If you want to protect your data, you encrypt it. That’s a well-established countermeasure. We encrypt data at rest. We encrypt data in transit. What about when your data is memory or being processed in the CPU? That’s been a tricky area, historically. This is where Fortanix offers a solution.
According to Ambuj Kumar, CEO of Fortanix, data is vulnerable at runtime. Threats include malicious insiders, root users, firmware compromise, operating system zero day attacks and others. While this insight is not new, the intensity of the threat has increased in recent years. And, earlier solutions introduced their own challenges.
Homomorphic encryption, which encrypts data at runtime, is viewed as cumbersome by some in the industry. A CPU processing runtime data with homomorphic encryption is dramatically slower than it would be with unencrypted data. As a result, use cases for homomorphic encryption tend to favor situations with extreme protection requirements, like national security.

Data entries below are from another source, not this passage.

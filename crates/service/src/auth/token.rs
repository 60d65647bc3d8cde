use rand::{distributions::Alphanumeric, rngs::OsRng, Rng};
use sha2::{Digest, Sha256};

/// Name stored with every token issued at login or signup.
pub const TOKEN_NAME: &str = "main";

/// Random alphanumeric plaintext token of `len` characters.
pub fn generate(len: usize) -> String {
    OsRng.sample_iter(&Alphanumeric).take(len).map(char::from).collect()
}

/// Hex SHA-256 digest; this is what gets stored and looked up.
pub fn digest(token: &str) -> String {
    hex::encode(Sha256::digest(token.as_bytes()))
}

#[cfg(test)]
mod tests {
    use super::*;

    #[test]
    fn generated_tokens_are_alphanumeric_and_unique() {
        let a = generate(40);
        let b = generate(40);
        assert_eq!(a.len(), 40);
        assert!(a.chars().all(|c| c.is_ascii_alphanumeric()));
        assert_ne!(a, b);
    }

    #[test]
    fn digest_is_stable_hex() {
        let d = digest("abc");
        assert_eq!(d.len(), 64);
        assert_eq!(d, "ba7816bf8f01cfea414140de5dae2223b00361a396177a9cb410ff61f20015ad");
        assert_eq!(d, digest("abc"));
    }
}
use sea_orm::sea_query::{Expr, Func, LikeExpr};
use sea_orm::{ColumnTrait, Condition, DatabaseConnection, EntityTrait, PaginatorTrait, QueryFilter, QueryOrder};
use uuid::Uuid;

use models::user;

use crate::errors::ServiceError;
use crate::pagination::Pagination;
use crate::users::domain::{NewUser, User, UserChanges};
use crate::users::repository::UserRepository;

pub struct SeaOrmUserRepository {
    pub db: DatabaseConnection,
}

impl SeaOrmUserRepository {
    pub fn new(db: DatabaseConnection) -> Self { Self { db } }
}

fn db_err(e: sea_orm::DbErr) -> ServiceError { ServiceError::Db(e.to_string()) }

/// Escape `\`, `%` and `_` so the term matches literally inside `LIKE`.
pub(crate) fn escape_like(term: &str) -> String {
    let mut out = String::with_capacity(term.len());
    for c in term.chars() {
        if matches!(c, '\\' | '%' | '_') {
            out.push('\\');
        }
        out.push(c);
    }
    out
}

/// Case-insensitive substring match on name or email.
fn search_condition(term: &str) -> Condition {
    let pattern = format!("%{}%", escape_like(&term.to_lowercase()));
    Condition::any()
        .add(Expr::expr(Func::lower(Expr::col(user::Column::Name))).like(LikeExpr::new(pattern.clone()).escape('\\')))
        .add(Expr::expr(Func::lower(Expr::col(user::Column::Email))).like(LikeExpr::new(pattern).escape('\\')))
}

#[async_trait::async_trait]
impl UserRepository for SeaOrmUserRepository {
    async fn insert(&self, u: NewUser) -> Result<User, ServiceError> {
        let created = user::create(&self.db, &u.name, &u.email, &u.password_hash).await?;
        Ok(created.into())
    }

    async fn find_by_id(&self, id: Uuid) -> Result<Option<User>, ServiceError> {
        let res = user::Entity::find_by_id(id).one(&self.db).await.map_err(db_err)?;
        Ok(res.map(User::from))
    }

    async fn find_by_email(&self, email: &str) -> Result<Option<User>, ServiceError> {
        Ok(user::find_by_email(&self.db, email).await?.map(User::from))
    }

    async fn email_taken(&self, email: &str, except: Option<Uuid>) -> Result<bool, ServiceError> {
        let mut q = user::Entity::find().filter(user::Column::Email.eq(email));
        if let Some(id) = except {
            q = q.filter(user::Column::Id.ne(id));
        }
        Ok(q.count(&self.db).await.map_err(db_err)? > 0)
    }

    async fn update(&self, id: Uuid, changes: UserChanges) -> Result<Option<User>, ServiceError> {
        let updated = user::update(&self.db, id, &changes.name, &changes.email, changes.password_hash.as_deref()).await?;
        Ok(updated.map(User::from))
    }

    async fn delete(&self, id: Uuid) -> Result<bool, ServiceError> {
        Ok(user::hard_delete(&self.db, id).await?)
    }

    async fn list(&self, search: Option<&str>, page: Pagination, max_per_page: u32) -> Result<(Vec<User>, u64), ServiceError> {
        let (idx, per_page) = page.normalize_with(max_per_page);
        let mut q = user::Entity::find();
        if let Some(term) = search {
            q = q.filter(search_condition(term));
        }
        let paginator = q
            .order_by_desc(user::Column::CreatedAt)
            .order_by_desc(user::Column::Id)
            .paginate(&self.db, per_page);
        let total = paginator.num_items().await.map_err(db_err)?;
        let rows = paginator.fetch_page(idx).await.map_err(db_err)?;
        Ok((rows.into_iter().map(User::from).collect(), total))
    }

    async fn count(&self) -> Result<u64, ServiceError> {
        user::Entity::find().count(&self.db).await.map_err(db_err)
    }
}
pub mod routes;
pub mod startup;
pub mod errors;
pub mod extract;
pub mod openapi;
pub mod state;

pub use startup::run;
pub use state::ServerState;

Fortanix provides an alternative approach to runtime encryption. Their solution takes advantage of Intel’s Software Guard Extensions (SGX). As aptly described by MIT computer scientists Victor Costan and Srinivas Devadas, SGX is the “latest iteration in a long line of trusted computing designs, which aim to solve the secure remote computation problem by leveraging trusted hardware in the remote computer.” As they put it in their paper, “Intel SGX Explained,” The trusted hardware establishes a secure container.
With SGX and the Fortanix runtime encryption platform, it is possible to conduct general purpose computation on encrypted data without exposing either plaintext application code or data. The cryptographic protection does not have the level of performance overhead that comes with homomorphic encryption. It is also more flexible, able to work on any Linux machine.
The Fortanix model is gaining traction. IBM Cloud Data Guard, for example, is powered by Fortanix Runtime Encryption platform. Cloud Data Guard provides services and toolkits for users of containerized applications. This enables organizations with sensitive data to work with cloud computing.